* What the exercise asks *
From the first line of the data through the line containing "impl From<attohttpc::Error> for RequestError", return each line exactly.

Source records
■ ■ ■ ■

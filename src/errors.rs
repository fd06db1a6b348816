use std::error;
use std::fmt;
use std::io;
use std::net::IpAddr;
use std::str;
#[cfg(feature = "aio")]
use std::string::FromUtf8Error;

/// Errors that can occur when sending an action to the gateway.
#[derive(Debug)]
pub enum RequestError {
    /// attohttpc error
    AttoHttpError(attohttpc::Error),
    /// IO Error
    IoError(io::Error),
    /// The response from the gateway could not be parsed.
    InvalidResponse(String),
    /// The gateway returned a UPnP error code and description.
    ErrorCode(u16, String),
    /// Hyper error
    #[cfg(feature = "aio")]
    HyperError(hyper::Error),
    /// http crate error, raised while building a request
    #[cfg(feature = "aio")]
    HttpError(http::Error),
    /// The response body was not valid UTF-8.
    #[cfg(feature = "aio")]
    Utf8Error(FromUtf8Error),
}

impl RequestError {
    /// The UPnP error code reported by the gateway, if this is a fault.
    pub fn error_code(&self) -> Option<u16> {
        match *self {
            RequestError::ErrorCode(code, _) => Some(code),
            _ => None,
        }
    }
}

impl From<attohttpc::Error> for RequestError {
    fn from(err: attohttpc::Error) -> RequestError {
        RequestError::AttoHttpError(err)
    }
}

impl From<io::Error> for RequestError {
    fn from(err: io::Error) -> RequestError {
        RequestError::IoError(err)
    }
}

#[cfg(feature = "aio")]
impl From<hyper::Error> for RequestError {
    fn from(err: hyper::Error) -> RequestError {
        RequestError::HyperError(err)
    }
}

#[cfg(feature = "aio")]
impl From<http::Error> for RequestError {
    fn from(err: http::Error) -> RequestError {
        RequestError::HttpError(err)
    }
}

#[cfg(feature = "aio")]
impl From<FromUtf8Error> for RequestError {
    fn from(err: FromUtf8Error) -> RequestError {
        RequestError::Utf8Error(err)
    }
}

impl fmt::Display for RequestError {
    fn fmt(&self, f: &mut fmt::Formatter) -> fmt::Result {
        match *self {
            RequestError::AttoHttpError(ref e) => write!(f, "HTTP error {}", e),
            RequestError::InvalidResponse(ref e) => write!(f, "Invalid response from gateway: {}", e),
            RequestError::IoError(ref e) => write!(f, "IO error. {}", e),
            RequestError::ErrorCode(n, ref e) => write!(f, "Gateway response error {}: {}", n, e),
            #[cfg(feature = "aio")]
            RequestError::HyperError(ref e) => write!(f, "Hyper Error: {}", e),
            #[cfg(feature = "aio")]
            RequestError::HttpError(ref e) => write!(f, "Http Error: {}", e),
            #[cfg(feature = "aio")]
            RequestError::Utf8Error(ref e) => write!(f, "Utf8 Error: {}", e),
        }
    }
}

impl error::Error for RequestError {
    fn source(&self) -> Option<&(dyn error::Error + 'static)> {
        match *self {
            RequestError::AttoHttpError(ref e) => Some(e),
            RequestError::InvalidResponse(..) => None,
            RequestError::IoError(ref e) => Some(e),
            RequestError::ErrorCode(..) => None,
            #[cfg(feature = "aio")]
            RequestError::HyperError(ref e) => Some(e),
            #[cfg(feature = "aio")]
            RequestError::HttpError(ref e) => Some(e),
            #[cfg(feature = "aio")]
            RequestError::Utf8Error(ref e) => Some(e),
        }
    }
}

/// Errors that can occur while searching for gateways or reading their descriptions.
#[derive(Debug)]
pub enum SearchError {
    /// Http/attohttpc error
    HttpError(attohttpc::Error),
    /// Unable to process the response
    InvalidResponse,
    /// IO Error
    IoError(io::Error),
    /// UTF-8 decoding error
    Utf8Error(str::Utf8Error),
    /// XML processing error
    XmlError(xmltree::ParseError),
    /// A URL in the response could not be parsed
    UrlError(url::ParseError),
    /// Error parsing URI
    #[cfg(feature = "aio")]
    InvalidUri(hyper::http::uri::InvalidUri),
    /// Hyper Error
    #[cfg(feature = "aio")]
    HyperError(hyper::Error),
}

impl From<attohttpc::Error> for SearchError {
    fn from(err: attohttpc::Error) -> SearchError {
        SearchError::HttpError(err)
    }
}

impl From<io::Error> for SearchError {
    fn from(err: io::Error) -> SearchError {
        SearchError::IoError(err)
    }
}

impl From<str::Utf8Error> for SearchError {
    fn from(err: str::Utf8Error) -> SearchError {
        SearchError::Utf8Error(err)
    }
}

impl From<xmltree::ParseError> for SearchError {
    fn from(err: xmltree::ParseError) -> SearchError {
        SearchError::XmlError(err)
    }
}

impl From<url::ParseError> for SearchError {
    fn from(err: url::ParseError) -> SearchError {
        SearchError::UrlError(err)
    }
}

#[cfg(feature = "aio")]
impl From<hyper::http::uri::InvalidUri> for SearchError {
    fn from(err: hyper::http::uri::InvalidUri) -> SearchError {
        SearchError::InvalidUri(err)
    }
}

#[cfg(feature = "aio")]
impl From<hyper::Error> for SearchError {
    fn from(err: hyper::Error) -> SearchError {
        SearchError::HyperError(err)
    }
}

impl fmt::Display for SearchError {
    fn fmt(&self, f: &mut fmt::Formatter) -> fmt::Result {
        match *self {
            SearchError::HttpError(ref e) => write!(f, "HTTP error {}", e),
            SearchError::InvalidResponse => write!(f, "Invalid response"),
            SearchError::IoError(ref e) => write!(f, "IO error: {}", e),
            SearchError::Utf8Error(ref e) => write!(f, "UTF-8 error: {}", e),
            SearchError::XmlError(ref e) => write!(f, "XML error: {}", e),
            SearchError::UrlError(ref e) => write!(f, "URL error: {}", e),
            #[cfg(feature = "aio")]
            SearchError::InvalidUri(ref e) => write!(f, "InvalidUri Error: {}", e),
            #[cfg(feature = "aio")]
            SearchError::HyperError(ref e) => write!(f, "Hyper Error: {}", e),
        }
    }
}

impl error::Error for SearchError {
    fn source(&self) -> Option<&(dyn error::Error + 'static)> {
        match *self {
            SearchError::HttpError(ref e) => Some(e),
            SearchError::InvalidResponse => None,
            SearchError::IoError(ref e) => Some(e),
            SearchError::Utf8Error(ref e) => Some(e),
            SearchError::XmlError(ref e) => Some(e),
            SearchError::UrlError(ref e) => Some(e),
            #[cfg(feature = "aio")]
            SearchError::InvalidUri(ref e) => Some(e),
            #[cfg(feature = "aio")]
            SearchError::HyperError(ref e) => Some(e),
        }
    }
}

/// Errors returned by `discover` and `load`.
#[derive(Debug)]
pub enum DiscoverError {
    /// No device offering a supported connection service answered, or could be
    /// built from the given location.
    NoGatewayFound,
    /// The location passed to `load` is not a valid URL.
    InvalidLocation(url::ParseError),
}

impl From<url::ParseError> for DiscoverError {
    fn from(err: url::ParseError) -> DiscoverError {
        DiscoverError::InvalidLocation(err)
    }
}

impl fmt::Display for DiscoverError {
    fn fmt(&self, f: &mut fmt::Formatter) -> fmt::Result {
        match *self {
            DiscoverError::NoGatewayFound => write!(f, "No UPnP-enabled gateway found"),
            DiscoverError::InvalidLocation(ref e) => write!(f, "Invalid gateway location: {}", e),
        }
    }
}

impl error::Error for DiscoverError {
    fn source(&self) -> Option<&(dyn error::Error + 'static)> {
        match *self {
            DiscoverError::NoGatewayFound => None,
            DiscoverError::InvalidLocation(ref e) => Some(e),
        }
    }
}

/// Errors returned while working out which local address the gateway can reach.
#[derive(Debug)]
pub enum ResolveError {
    /// The host the gateway advertises is not an IP literal.
    InvalidDeviceAddress(String),
    /// None of the local networks contains the gateway address.
    InternalIpUnresolvable(IpAddr),
    /// The local network interfaces could not be listed.
    IoError(io::Error),
}

impl From<io::Error> for ResolveError {
    fn from(err: io::Error) -> ResolveError {
        ResolveError::IoError(err)
    }
}

impl fmt::Display for ResolveError {
    fn fmt(&self, f: &mut fmt::Formatter) -> fmt::Result {
        match *self {
            ResolveError::InvalidDeviceAddress(ref host) => {
                write!(f, "Could not determine the gateway's internal IP from host {:?}", host)
            }
            ResolveError::InternalIpUnresolvable(ref ip) => {
                write!(f, "Could not determine internal IP: no local network contains {}", ip)
            }
            ResolveError::IoError(ref e) => write!(f, "Could not list network interfaces: {}", e),
        }
    }
}

impl error::Error for ResolveError {
    fn source(&self) -> Option<&(dyn error::Error + 'static)> {
        match *self {
            ResolveError::IoError(ref e) => Some(e),
            _ => None,
        }
    }
}

/// Errors returned by the `Gateway` operations.
#[derive(Debug)]
pub enum GatewayError {
    /// External port number 0 can not be forwarded or cleared.
    ExternalPortZeroInvalid,
    /// The local address to forward to could not be determined.
    ResolveError(ResolveError),
    /// The gateway rejected an action, or it could not be reached.
    RemoteActionFailed(RequestError),
}

impl GatewayError {
    /// The UPnP error code reported by the gateway, if the gateway faulted.
    pub fn error_code(&self) -> Option<u16> {
        match *self {
            GatewayError::RemoteActionFailed(ref e) => e.error_code(),
            _ => None,
        }
    }
}

impl From<ResolveError> for GatewayError {
    fn from(err: ResolveError) -> GatewayError {
        GatewayError::ResolveError(err)
    }
}

impl From<RequestError> for GatewayError {
    fn from(err: RequestError) -> GatewayError {
        GatewayError::RemoteActionFailed(err)
    }
}

impl fmt::Display for GatewayError {
    fn fmt(&self, f: &mut fmt::Formatter) -> fmt::Result {
        match *self {
            GatewayError::ExternalPortZeroInvalid => write!(f, "External port number 0 can not be mapped"),
            GatewayError::ResolveError(ref e) => write!(f, "{}", e),
            GatewayError::RemoteActionFailed(ref e) => write!(f, "Request error. {}", e),
        }
    }
}

impl error::Error for GatewayError {
    fn source(&self) -> Option<&(dyn error::Error + 'static)> {
        match *self {
            GatewayError::ExternalPortZeroInvalid => None,
            GatewayError::ResolveError(ref e) => Some(e),
            GatewayError::RemoteActionFailed(ref e) => Some(e),
        }
    }
}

■ ■ ■ ■

* Response to this exercise *
filename src/errors.rs
repository fd06db1a6b348816
use std::error;
use std::fmt;
use std::io;
use std::net::IpAddr;
use std::str;
#[cfg(feature = "aio")]
use std::string::FromUtf8Error;

/// Errors that can occur when sending an action to the gateway.
#[derive(Debug)]
pub enum RequestError {
    /// attohttpc error
    AttoHttpError(attohttpc::Error),
    /// IO Error
    IoError(io::Error),
    /// The response from the gateway could not be parsed.
    InvalidResponse(String),
    /// The gateway returned a UPnP error code and description.
    ErrorCode(u16, String),
    /// Hyper error
    #[cfg(feature = "aio")]
    HyperError(hyper::Error),
    /// http crate error, raised while building a request
    #[cfg(feature = "aio")]
    HttpError(http::Error),
    /// The response body was not valid UTF-8.
    #[cfg(feature = "aio")]
    Utf8Error(FromUtf8Error),
}

impl RequestError {
    /// The UPnP error code reported by the gateway, if this is a fault.
    pub fn error_code(&self) -> Option<u16> {
        match *self {
            RequestError::ErrorCode(code, _) => Some(code),
            _ => None,
        }
    }
}

impl From<attohttpc::Error> for RequestError {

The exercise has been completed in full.